• _PROVIDED INFORMATION_
/// What collaborators need to reach a deployment. Persisted as
/// `deployment.json`.
#[derive(Debug, Clone, Serialize, Deserialize)]
pub struct ExperimentHandle {
    pub name: String,
    pub run_id: Uuid,
    pub status: DeploymentStatus,
    pub local: bool,
    pub provider: Option<ProviderName>,
    /// Manager address every published port is reachable on.
    pub base_address: Option<String>,
    pub manifest_path: PathBuf,
    pub seed: u64,
    pub services: BTreeMap<String, NodePorts>,
    pub relationships: RelationshipMap,
    #[serde(default)]
    pub machines: Vec<String>,
    pub created_at: DateTime<Utc>,
    pub updated_at: DateTime<Utc>,
}

impl ExperimentHandle {
    fn new(run_id: Uuid, topology: &Topology, manifest_path: PathBuf) -> Self {
        let now = Utc::now();
        Self {
            name: topology.name.clone(),
            run_id,
            status: DeploymentStatus::Deploying,
            local: topology.local,
            provider: None,
            base_address: None,
            manifest_path,
            seed: topology.seed,
            services: topology.port_map(),
            relationships: topology.relationships.clone(),
            machines: Vec::new(),
            created_at: now,
            updated_at: now,
        }
    }
}

fn lock(active: &Mutex<HashSet<String>>) -> MutexGuard<'_, HashSet<String>> {
    active.lock().unwrap_or_else(PoisonError::into_inner)
}

/// Marks a deployment name busy until dropped.
struct RunGuard {
    active: Arc<Mutex<HashSet<String>>>,
    name: String,
}

impl Drop for RunGuard {
    fn drop(&mut self) {
        lock(&self.active).remove(&self.name);
    }
}

fn is_deployment_name(name: &str) -> bool {
    !name.is_empty()
        && name
            .chars()
            .all(|c| c.is_ascii_lowercase() || c.is_ascii_digit() || c == '-')
}

pub struct DeploymentDriver {
    providers: ProviderRegistry,
    local: Arc<dyn LocalEngine>,
    output_dir: PathBuf,
    concurrency: usize,
    retry: RetryPolicy,
    active: Arc<Mutex<HashSet<String>>>,
}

• _ACTIVITY_
Could you find each line in the entries that contains the string "PathBuf" and copy it?

• _ANSWER FOR THE TASK_
    pub manifest_path: PathBuf,
    fn new(run_id: Uuid, topology: &Topology, manifest_path: PathBuf) -> Self {
    output_dir: PathBuf,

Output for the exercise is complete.